A skull, on view at the Museo Storico Nazionale Dell'Arte Sanitaria in Rome, thought to have once held the brain of Pliny the Elder.
Like Mary Beard, I'm afraid I'm skeptical about pointing to a particular skeleton from the Vesuvius disaster 2000 years ago and making claims it is a famous person. Sort of like all those people across the centuries claiming to have bits of the "true cross." I, too, like Professor Dunn, also immediately wondered why, if Pliny's body was found and said to look asleep why it would not have been removed and cremated like most other Romans of the period. Matrone, the original discoverer of the skeleton, also sold off the jewels so that portion of the find context has been lost (if the objects ever existed in the first place). It was interesting, though, that the DNA analysis points to someone born in the region where Pliny the Elder is said to have been born. But the Naples area was a hub of trading activity so that could probably have been said about a number of local people. I had to smile about the quote "fortune favors the brave". Since Pliny the Younger chose not to accompany his uncle to the site of the disaster, how would he have known what his uncle actually said unless someone who was with him survived, although that may have been the case.
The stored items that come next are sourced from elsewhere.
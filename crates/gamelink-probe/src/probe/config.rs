use anyhow::{Context, bail};
use clap::{Parser, Subcommand};
use gamelink::ClusterConfig;
use serde_json::Value;
use std::path::PathBuf;

/// Command-line surface of the `gamelink-probe` binary.
///
/// Cluster-wide settings can also be given through the environment (or a
/// `.env` file); flags win over the environment.
#[derive(Parser, Debug, Clone)]
#[command(
    name = "gamelink-probe",
    version,
    about = "Inspect and call services on a gamelink cluster"
)]
pub struct CliArgs {
    /// JSON cluster file: local name, node addresses, service table and dial
    /// options.
    ///
    /// Environment variable: `GAMELINK_CLUSTER_FILE`
    #[arg(long, env = "GAMELINK_CLUSTER_FILE", default_value = "cluster.json")]
    pub cluster_file: PathBuf,

    /// Deadline for unary calls, overriding the cluster file.
    ///
    /// Environment variable: `GAMELINK_CALL_TIMEOUT_MS`
    #[arg(long, env = "GAMELINK_CALL_TIMEOUT_MS")]
    pub call_timeout_ms: Option<u64>,

    #[command(subcommand)]
    pub command: Command,
}

#[derive(Subcommand, Debug, Clone)]
pub enum Command {
    /// List every registered service, ordered by protocol number.
    Services,

    /// Resolve a protocol number to its node and service, or a service name
    /// to its protocol number.
    Resolve { target: String },

    /// Call a service and print the reply as JSON.
    Call {
        /// Service name, or protocol number when `--by-number` is set.
        service: String,

        /// Request payload as JSON. It is sent as MessagePack.
        #[arg(default_value = "null")]
        payload: String,

        /// Target node. Defaults to the node the service table names.
        #[arg(long)]
        node: Option<String>,

        /// Treat `service` as a protocol number.
        #[arg(long, default_value_t = false)]
        by_number: bool,

        /// Send over a bidirectional stream instead of a unary call.
        #[arg(long, default_value_t = false)]
        stream: bool,

        /// Stream metadata as `key=value`; repeatable. Requires `--stream`.
        #[arg(long = "meta", value_parser = parse_metadata, requires = "stream")]
        metadata: Vec<(String, String)>,
    },
}

/// What the probe was asked to do, with its inputs validated.
#[derive(Debug, Clone, PartialEq)]
pub enum Action {
    Services,
    Resolve(String),
    Call(CallRequest),
}

#[derive(Debug, Clone, PartialEq)]
pub struct CallRequest {
    pub target: CallTarget,
    pub node: Option<String>,
    pub payload: Value,
    pub stream: bool,
    pub metadata: Vec<(String, String)>,
}

#[derive(Debug, Clone, PartialEq, Eq)]
pub enum CallTarget {
    Service(String),
    Number(u16),
}

#[derive(Debug, Clone)]
pub struct ProbeConfig {
    pub cluster: ClusterConfig,
    pub action: Action,
}

impl TryFrom<CliArgs> for ProbeConfig {
    type Error = anyhow::Error;

    fn try_from(args: CliArgs) -> Result<Self, Self::Error> {
        let raw = std::fs::read_to_string(&args.cluster_file)
            .with_context(|| format!("failed to read {}", args.cluster_file.display()))?;
        let mut cluster: ClusterConfig = serde_json::from_str(&raw)
            .with_context(|| format!("invalid cluster file {}", args.cluster_file.display()))?;

        if let Some(timeout_ms) = args.call_timeout_ms {
            if timeout_ms == 0 {
                bail!("GAMELINK_CALL_TIMEOUT_MS must be greater than 0");
            }
            cluster.call_timeout_ms = timeout_ms;
        }

        let action = match args.command {
            Command::Services => Action::Services,
            Command::Resolve { target } => Action::Resolve(target),
            Command::Call {
                service,
                payload,
                node,
                by_number,
                stream,
                metadata,
            } => {
                let target = if by_number {
                    CallTarget::Number(
                        service
                            .parse()
                            .with_context(|| format!("{service:?} is not a protocol number"))?,
                    )
                } else {
                    CallTarget::Service(service)
                };
                let payload = serde_json::from_str(&payload).context("payload is not valid JSON")?;
                Action::Call(CallRequest {
                    target,
                    node,
                    payload,
                    stream,
                    metadata,
                })
            }
        };

        Ok(Self { cluster, action })
    }
}

fn parse_metadata(raw: &str) -> Result<(String, String), String> {
    let (key, value) = raw
        .split_once('=')
        .ok_or_else(|| format!("expected key=value, got {raw:?}"))?;
    if key.is_empty() {
        return Err(format!("empty metadata key in {raw:?}"));
    }
    Ok((key.to_string(), value.to_string()))
}

#[cfg(test)]
mod tests {
    use super::*;
    use core::time::Duration;

    fn cluster_file(name: &str, contents: &str) -> PathBuf {
        let path = std::env::temp_dir().join(format!(
            "gamelink-probe-{name}-{}.json",
            std::process::id()
        ));
        std::fs::write(&path, contents).unwrap();
        path
    }

    fn args(path: PathBuf, extra: &[&str]) -> CliArgs {
        let path = path.to_string_lossy().into_owned();
        let mut argv = vec!["gamelink-probe", "--cluster-file", path.as_str()];
        argv.extend_from_slice(extra);
        CliArgs::try_parse_from(argv).unwrap()
    }

    const CLUSTER: &str = r#"{
        "name": "probe",
        "cluster": { "game1": "127.0.0.1:9000" },
        "services": [["2001", "Bag.Add", "game1"]]
    }"#;

    #[test]
    fn call_arguments_are_validated() {
        let path = cluster_file("call", CLUSTER);
        let config = ProbeConfig::try_from(args(
            path,
            &[
                "--call-timeout-ms",
                "250",
                "call",
                "2001",
                r#"{"item":"sword"}"#,
                "--by-number",
                "--stream",
                "--meta",
                "x-session=abc",
            ],
        ))
        .unwrap();

        assert_eq!(config.cluster.call_timeout(), Duration::from_millis(250));
        assert_eq!(
            config.action,
            Action::Call(CallRequest {
                target: CallTarget::Number(2001),
                node: None,
                payload: serde_json::json!({ "item": "sword" }),
                stream: true,
                metadata: vec![("x-session".to_string(), "abc".to_string())],
            })
        );
    }

    #[test]
    fn zero_timeout_is_rejected() {
        let path = cluster_file("timeout", CLUSTER);
        let err = ProbeConfig::try_from(args(path, &["--call-timeout-ms", "0", "services"]));
        assert!(err.is_err());
    }

    #[test]
    fn bad_payload_is_rejected() {
        let path = cluster_file("payload", CLUSTER);
        let err = ProbeConfig::try_from(args(path, &["call", "Bag.Add", "{not json"]));
        assert!(err.is_err());
    }

    #[test]
    fn metadata_needs_key_and_value() {
        assert_eq!(
            parse_metadata("x-zone=7"),
            Ok(("x-zone".to_string(), "7".to_string()))
        );
        assert!(parse_metadata("x-zone").is_err());
        assert!(parse_metadata("=7").is_err());
    }
}
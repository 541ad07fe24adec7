//! tonic-backed [`Transport`].
//!
//! Each node gets one HTTP/2 [`Channel`](tonic::transport::Channel) wrapped in
//! a [`GameClient`]. Unary calls and streams are multiplexed over that channel,
//! so the connection cache only ever needs a single handle per node.

use super::{Connection, EnvelopeStream, Transport};
use core::time::Duration;
use gamelink_core::{
    Error, Result,
    proto::{GameClient, GameMsg},
    types::STREAM_SEND_BUFFER,
};
use serde::Deserialize;
use tokio::{
    sync::mpsc,
    task::{JoinError, JoinHandle},
};
use tokio_stream::wrappers::ReceiverStream;
use tonic::{
    Request, Status,
    codec::{CompressionEncoding, Streaming},
    metadata::MetadataMap,
    transport::Endpoint,
};

/// Payload compression negotiated on every call.
#[derive(Debug, Clone, Copy, Default, PartialEq, Eq, Deserialize)]
#[serde(rename_all = "lowercase")]
pub enum Compression {
    #[default]
    None,
    Gzip,
    Zstd,
}

impl Compression {
    fn encoding(self) -> Option<CompressionEncoding> {
        match self {
            Self::None => None,
            Self::Gzip => Some(CompressionEncoding::Gzip),
            Self::Zstd => Some(CompressionEncoding::Zstd),
        }
    }
}

/// Connection options applied to every dial.
///
/// All fields have defaults, so a cluster file may omit the whole section or
/// any subset of it.
#[derive(Debug, Clone, PartialEq, Eq, Deserialize)]
#[serde(default)]
pub struct DialOptions {
    /// URI scheme prepended to bare `host:port` addresses.
    pub scheme: String,
    /// Upper bound on establishing the TCP/HTTP2 connection.
    pub connect_timeout_ms: Option<u64>,
    pub tcp_nodelay: bool,
    /// HTTP/2 keep-alive ping interval. Disabled when unset.
    pub keep_alive_interval_ms: Option<u64>,
    pub keep_alive_timeout_ms: Option<u64>,
    /// Defer the actual connect until the first call instead of failing the
    /// dial when the node is unreachable.
    pub lazy: bool,
    pub compression: Compression,
}

impl Default for DialOptions {
    fn default() -> Self {
        Self {
            scheme: "http".to_string(),
            connect_timeout_ms: Some(3_000),
            tcp_nodelay: true,
            keep_alive_interval_ms: None,
            keep_alive_timeout_ms: None,
            lazy: false,
            compression: Compression::None,
        }
    }
}

impl DialOptions {
    fn uri(&self, addr: &str) -> String {
        if addr.contains("://") {
            addr.to_string()
        } else {
            format!("{}://{addr}", self.scheme)
        }
    }

    fn endpoint(&self, addr: &str) -> core::result::Result<Endpoint, tonic::transport::Error> {
        let mut endpoint = Endpoint::from_shared(self.uri(addr))?.tcp_nodelay(self.tcp_nodelay);
        if let Some(ms) = self.connect_timeout_ms {
            endpoint = endpoint.connect_timeout(Duration::from_millis(ms));
        }
        if let Some(ms) = self.keep_alive_interval_ms {
            endpoint = endpoint.http2_keep_alive_interval(Duration::from_millis(ms));
        }
        if let Some(ms) = self.keep_alive_timeout_ms {
            endpoint = endpoint.keep_alive_timeout(Duration::from_millis(ms));
        }
        Ok(endpoint)
    }
}

/// Dials nodes over gRPC.
#[derive(Debug, Clone, Default)]
pub struct GrpcTransport {
    options: DialOptions,
}

impl GrpcTransport {
    pub const fn new(options: DialOptions) -> Self {
        Self { options }
    }

    pub const fn options(&self) -> &DialOptions {
        &self.options
    }
}

impl Transport for GrpcTransport {
    type Conn = GrpcConnection;

    async fn dial(&self, node: &str, addr: &str) -> Result<GrpcConnection> {
        let dial_err = |source| Error::Dial {
            node: node.to_string(),
            addr: addr.to_string(),
            source,
        };

        let endpoint = self.options.endpoint(addr).map_err(dial_err)?;
        let channel = if self.options.lazy {
            endpoint.connect_lazy()
        } else {
            endpoint.connect().await.map_err(dial_err)?
        };

        let mut client = GameClient::new(channel);
        if let Some(encoding) = self.options.compression.encoding() {
            client = client
                .send_compressed(encoding)
                .accept_compressed(encoding);
        }

        Ok(GrpcConnection { client })
    }
}

/// A node connection: a cheaply clonable [`GameClient`].
#[derive(Debug, Clone)]
pub struct GrpcConnection {
    client: GameClient,
}

impl Connection for GrpcConnection {
    type Stream = GrpcStream;

    fn unary(
        &self,
        request: Request<GameMsg>,
    ) -> impl Future<Output = core::result::Result<GameMsg, Status>> + Send {
        let mut client = self.client.clone();
        async move { client.call(request).await.map(tonic::Response::into_inner) }
    }

    fn open_stream(
        &self,
        metadata: MetadataMap,
    ) -> impl Future<Output = core::result::Result<GrpcStream, Status>> + Send {
        let mut client = self.client.clone();
        async move {
            let (tx, rx) = mpsc::channel(STREAM_SEND_BUFFER);
            let mut request = Request::new(ReceiverStream::new(rx));
            *request.metadata_mut() = metadata;

            // Response headers only arrive once the peer answers, and many peers
            // read the first request before answering. The call runs in its own
            // task so the caller can send while the headers are outstanding.
            let response = tokio::spawn(async move {
                client
                    .stream(request)
                    .await
                    .map(tonic::Response::into_inner)
            });

            Ok(GrpcStream {
                outbound: Some(tx),
                inbound: Inbound::Pending(response),
            })
        }
    }
}

enum Inbound {
    /// Waiting for the peer's response headers.
    Pending(JoinHandle<core::result::Result<Streaming<GameMsg>, Status>>),
    Open(Streaming<GameMsg>),
    /// The call failed before any reply; every `recv` reports the same status.
    Failed(Status),
}

impl Inbound {
    fn resolved(
        joined: core::result::Result<core::result::Result<Streaming<GameMsg>, Status>, JoinError>,
    ) -> Self {
        match joined {
            Ok(Ok(streaming)) => Self::Open(streaming),
            Ok(Err(status)) => Self::Failed(status),
            Err(e) => Self::Failed(Status::internal(format!("stream call task failed: {e}"))),
        }
    }
}

/// An open `rpc.Game/Stream` call.
///
/// Sends are accepted as soon as the stream is opened; the first
/// [`recv`](EnvelopeStream::recv) waits for the peer's response headers.
pub struct GrpcStream {
    outbound: Option<mpsc::Sender<GameMsg>>,
    inbound: Inbound,
}

impl EnvelopeStream for GrpcStream {
    async fn send(&mut self, msg: GameMsg) -> core::result::Result<(), Status> {
        let Some(tx) = &self.outbound else {
            return Err(Status::failed_precondition("stream send side is closed"));
        };
        tx.send(msg)
            .await
            .map_err(|_| Status::unavailable("stream closed by transport"))
    }

    async fn recv(&mut self) -> core::result::Result<GameMsg, Status> {
        if let Inbound::Pending(response) = &mut self.inbound {
            let resolved = Inbound::resolved(response.await);
            self.inbound = resolved;
        }

        match &mut self.inbound {
            Inbound::Open(inbound) => match inbound.message().await? {
                Some(msg) => Ok(msg),
                None => Err(Status::unavailable("stream closed by peer")),
            },
            Inbound::Failed(status) => Err(status.clone()),
            Inbound::Pending(_) => Err(Status::internal("stream response still pending")),
        }
    }

    fn close_send(&mut self) {
        self.outbound = None;
    }
}

impl Drop for GrpcStream {
    fn drop(&mut self) {
        if let Inbound::Pending(response) = &self.inbound {
            response.abort();
        }
    }
}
So often in the ancient sources, we read long, complex speeches made by famous people (Cassius Dio's accounts are rife with them) and recorded often years or even centuries later and I always wonder who was actually present and did they know shorthand? (Cicero's secretary Tiro invented a version of it). If it was a major speech I suppose the person could have had it recorded prior to delivery but some of the comments appear to be made at the spur of the moment. Tacitus, normally considered a solid historian, attributes a long speech to Calgacus, the Caledonian chieftain that opposed Agricola (Tacitus' father-in-law) in which Calgacus rallies his warriors ending with the famous line "To robbery, slaughter, plunder, they give the lying name of empire; they make a solitude (sometimes referred to as desert) and call it peace." It was very inspiring but is thought by many to be a creation by Tacitus to dramatize the success of his father-in-law."